Therefore, to quantitatively assess the catalytic improvements of SrtA variants, we bacterially overexpressed and purified the various enzymes to homogeneity, and evaluated their catalytic potential in a continuous fluorescence assay as previously described. Briefly, we utilized a fluorescently quenched QALPETG peptide containing the EDANS fluorophore on the amino terminus and Dabcyl quencher on the carboxyl terminus. Cleavage of the peptide by SrtA results in release of Dabcyl and de-quenching of EDANS. Fluorescence is measured in real-time on a fluorescence plate reader. Using this assay, only the formation of the thioacyl enzyme-intermediate is monitored. Nevertheless, fluorescence provides a convenient and facile means to follow the initial reaction kinetics of acylation. As a negative control, and to calculate background levels of fluorescence, we utilized the catalytically inactive SrtA-C184A variant. Using SrtA-C184A, background fluorescence at various time points was calculated and subtracted from experimental values to account for non-specific peptide cleavage or degradation (Fig E in S1 File). Kinetic parameters were first determined for the LPETG peptide substrate and can be seen in Fig 3.

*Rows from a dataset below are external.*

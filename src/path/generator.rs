//! Yearly capital trajectories and synthetic index level for charting

use std::iter::FusedIterator;
use log::debug;
use serde::{Deserialize, Serialize};
use crate::error::SimulationError;
use crate::product::{validate, ProductConfiguration};
use crate::simulation::{RandomSource, ScenarioPolicy};

/// Index level at inception
pub const INDEX_BASE: f64 = 100.0;

/// Full width of the index perturbation at maturity
pub const INDEX_AMPLITUDE: f64 = 40.0;

/// One chart point
#[derive(Debug, Clone, PartialEq, Serialize, Deserialize)]
pub struct PricePathPoint {
    pub year: u32,
    /// Rounded bullish capital
    pub bullish: f64,
    /// Rounded neutral capital
    pub neutral: f64,
    /// Rounded bearish capital
    pub bearish: f64,
    /// Rounded synthetic index level (base 100)
    pub index: f64,
    /// Protection barrier on the index scale
    pub barrier: f64,
}

/// Builds price paths for one validated product
#[derive(Debug, Clone)]
pub struct PricePathGenerator<'a> {
    product: &'a ProductConfiguration,
    policy: ScenarioPolicy,
}

impl<'a> PricePathGenerator<'a> {
    /// Validate the product and build a generator for it
    pub fn new(product: &'a ProductConfiguration) -> Result<Self, SimulationError> {
        let product = validate(product)?;
        Ok(Self {
            product,
            policy: ScenarioPolicy::reference(),
        })
    }

    /// Lazy path over years `0..=duration`
    ///
    /// Draws one value per year from year 1 onward. Cloning the path before
    /// iterating replays the same points when the source is cloneable.
    pub fn path<R: RandomSource>(&self, rng: R) -> PricePath<'a, R> {
        debug!(
            "price path for {} over {} years",
            self.product.underlying.code(),
            self.product.duration_years
        );
        PricePath {
            product: self.product,
            policy: self.policy,
            rng,
            next_year: 0,
        }
    }
}

/// Finite iterator of chart points, one per year including year 0
#[derive(Debug, Clone)]
pub struct PricePath<'a, R> {
    product: &'a ProductConfiguration,
    policy: ScenarioPolicy,
    rng: R,
    next_year: u32,
}

impl<R: RandomSource> PricePath<'_, R> {
    fn point(&mut self, year: u32) -> PricePathPoint {
        let product = self.product;
        let capital = product.initial_capital;
        let n = product.duration_years;
        let elapsed = year as f64;

        let bearish = if year < n {
            capital
        } else {
            self.policy.bearish_value(product)
        };

        let index = if year == 0 {
            INDEX_BASE
        } else {
            let draw = self.rng.next_uniform();
            INDEX_BASE + (draw - 0.5) * INDEX_AMPLITUDE * elapsed / n as f64
        };

        PricePathPoint {
            year,
            bullish: self.policy.bullish_value(product, elapsed).round(),
            neutral: self.policy.neutral_value(product, elapsed).round(),
            bearish: bearish.round(),
            index: index.round(),
            barrier: product.barrier_level(),
        }
    }
}

impl<R: RandomSource> Iterator for PricePath<'_, R> {
    type Item = PricePathPoint;

    fn next(&mut self) -> Option<Self::Item> {
        if self.next_year > self.product.duration_years {
            return None;
        }
        let year = self.next_year;
        self.next_year += 1;
        Some(self.point(year))
    }

    fn size_hint(&self) -> (usize, Option<usize>) {
        let remaining = (self.product.duration_years + 1).saturating_sub(self.next_year) as usize;
        (remaining, Some(remaining))
    }
}

impl<R: RandomSource> ExactSizeIterator for PricePath<'_, R> {}

impl<R: RandomSource> FusedIterator for PricePath<'_, R> {}

/// Generate the full path for a product with the reference model
pub fn generate_price_path<R: RandomSource>(
    product: &ProductConfiguration,
    rng: R,
) -> Result<Vec<PricePathPoint>, SimulationError> {
    Ok(PricePathGenerator::new(product)?.path(rng).collect())
}

#[cfg(test)]
mod tests {
    use super::*;
    use crate::product::ProtectionType;
    use crate::simulation::{ScriptedDraws, SimRng, SimulationEngine};

    fn product() -> ProductConfiguration {
        ProductConfiguration::default()
    }

    #[test]
    fn test_length_and_years() {
        let config = product().with_duration_years(5);
        let path = PricePathGenerator::new(&config).unwrap().path(SimRng::from_seed(1));
        assert_eq!(path.len(), 6);

        let years: Vec<u32> = path.map(|p| p.year).collect();
        assert_eq!(years, vec![0, 1, 2, 3, 4, 5]);
    }

    #[test]
    fn test_trajectories() {
        let config = product();
        let points = generate_price_path(&config, ScriptedDraws::constant(0.5)).unwrap();

        assert_eq!(points[0].bullish, 100_000.0);
        assert_eq!(points[0].neutral, 100_000.0);
        assert_eq!(points[0].bearish, 100_000.0);
        assert_eq!(points[0].index, 100.0);

        // 100_000 * (1 + 0.065 * 3) and 100_000 * (1 + 0.065 * 3 * 0.8)
        assert_eq!(points[3].bullish, 119_500.0);
        assert_eq!(points[3].neutral, 115_600.0);
        assert_eq!(points[3].bearish, 100_000.0);

        assert_eq!(points[7].bearish, 100_000.0);
        assert_eq!(points[8].bearish, 50_000.0);
        assert!(points.iter().all(|p| p.barrier == 50.0));
    }

    #[test]
    fn test_terminal_values_match_scenarios() {
        let config = product().with_barrier_percent(30.0);
        let points = generate_price_path(&config, SimRng::from_seed(4)).unwrap();
        let result = SimulationEngine::default()
            .simulate_with(&config, &mut SimRng::from_seed(4))
            .unwrap();

        let last = points.last().unwrap();
        assert_eq!(last.bullish, result.scenarios[0].final_value.round());
        assert_eq!(last.neutral, result.scenarios[1].final_value.round());
        assert_eq!(last.bearish, result.scenarios[2].final_value.round());
    }

    #[test]
    fn test_guaranteed_bearish_stays_flat() {
        let config = product().with_protection_type(ProtectionType::Guaranteed);
        let points = generate_price_path(&config, SimRng::from_seed(2)).unwrap();
        assert!(points.iter().all(|p| p.bearish == 100_000.0));
    }

    #[test]
    fn test_index_walk_is_bounded() {
        let config = product().with_duration_years(10);

        // Extreme draws reach +/- 20 at maturity, scaled down earlier
        let low = generate_price_path(&config, ScriptedDraws::constant(0.0)).unwrap();
        assert_eq!(low[5].index, 90.0);
        assert_eq!(low[10].index, 80.0);

        let high = generate_price_path(&config, ScriptedDraws::constant(0.999_999)).unwrap();
        assert_eq!(high[10].index, 120.0);

        let random = generate_price_path(&config, SimRng::from_seed(77)).unwrap();
        for p in &random {
            let bound = 20.0 * p.year as f64 / 10.0;
            assert!((p.index - 100.0).abs() <= bound + 0.5, "year {} index {}", p.year, p.index);
        }
    }

    #[test]
    fn test_one_draw_per_year_after_inception() {
        let config = product();
        let mut draws = ScriptedDraws::constant(0.5);
        let _: Vec<_> = PricePathGenerator::new(&config).unwrap().path(&mut draws).collect();
        assert_eq!(draws.consumed(), 8);
    }

    #[test]
    fn test_restart_replays_same_points() {
        let config = product();
        let generator = PricePathGenerator::new(&config).unwrap();
        let path = generator.path(SimRng::from_seed(11));

        let first: Vec<_> = path.clone().collect();
        let second: Vec<_> = path.collect();
        assert_eq!(first, second);

        let again: Vec<_> = generator.path(SimRng::from_seed(11)).collect();
        assert_eq!(first, again);
    }

    #[test]
    fn test_invalid_product_rejected() {
        let config = product().with_duration_years(1);
        let err = generate_price_path(&config, SimRng::from_seed(1)).unwrap_err();
        assert_eq!(err.field(), "duration_years");
    }
}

Alternatively, to monitor the entire transpeptidation reaction, and obtain kinetic rate constants for the second SrtA substrate, in this case pentaglycine, we developed a novel assay based on fluorescence polarization. For these experiments, the octapeptide CALPETGG was labeled with rhodamine on the amino terminus while the octapeptide GGGGGDYK was coupled to biotin through the ε-amine within the terminal lysine residue. A schematic representation of the assay can be seen in Fig 3B. Prior to transpeptidation, the fluorescence polarization potential of the LPETG peptide is fairly low. However, as illustrated in Fig 3B, catalysis results in a larger peptide that contains both rhodamine and biotin. While fluorescence polarization is unable to distinguish between the substrate and product peptides, the polarization of the product peptide can be significantly decreased in the presence of a biotin-binding protein such as neutravidin. Thus, to evaluate the rate of transpeptidation by SrtA, we monitored the polarization of the rhodamine label following addition of SrtA. At the indicated time points, hydrochloric acid was added to quench the reaction via denaturation of SrtA. Following a brief incubation, samples were neutralized with buffer and a saturating amount of neutravidin was added to sequester biotin coupled peptide and the samples were subsequently analyzed in a fluorescence plate reader. As can be observed in Fig 3B, in the absence of SrtA, or biotin-labeled pentaglycine peptide, the polarization of rhodamine remains relatively low and constant. Importantly, this suggests that although SrtA can form a thioester intermediate with the rhodamine peptide, the total amount of enzyme-intermediate is either exceedingly small, or the overall polarization of the SrtA-peptide is not significantly different from the labeled peptide alone, or both. However, in contrast, in the presence of SrtA, a rapid change in polarization is observed (Fig E in S1 File). Shown in Fig 3C are the catalytic rate constants for the SrtA substrate, GGGGGDYK(biotin). Values for the wild-type enzyme are very close to those determined previously using an HPLC assay. The Michaelis constant (Km) for our engineered SrtA variant, and that described by Chen et al., are roughly two and three fold higher than the corresponding value for wild-type enzyme, respectively.
As discussed above, the NMR and x-ray structures of SrtA differ significantly in the orientation of the sort-tag substrate and positioning of the β6- β7 and β7- β8 loops. In the crystal structure, the LPETG substrate is bound to a shallow solvent-exposed crevice several angstroms from the active-site pocket. In addition, the key catalytic residues, Cys184 and His120, are improperly oriented and positioned for catalysis. Alternatively, in the NMR model the sort-tag is positioned in a deep groove created by opening of the β7- β8 loop, and residues Cys184 and His120 are properly aligned for thioester formation.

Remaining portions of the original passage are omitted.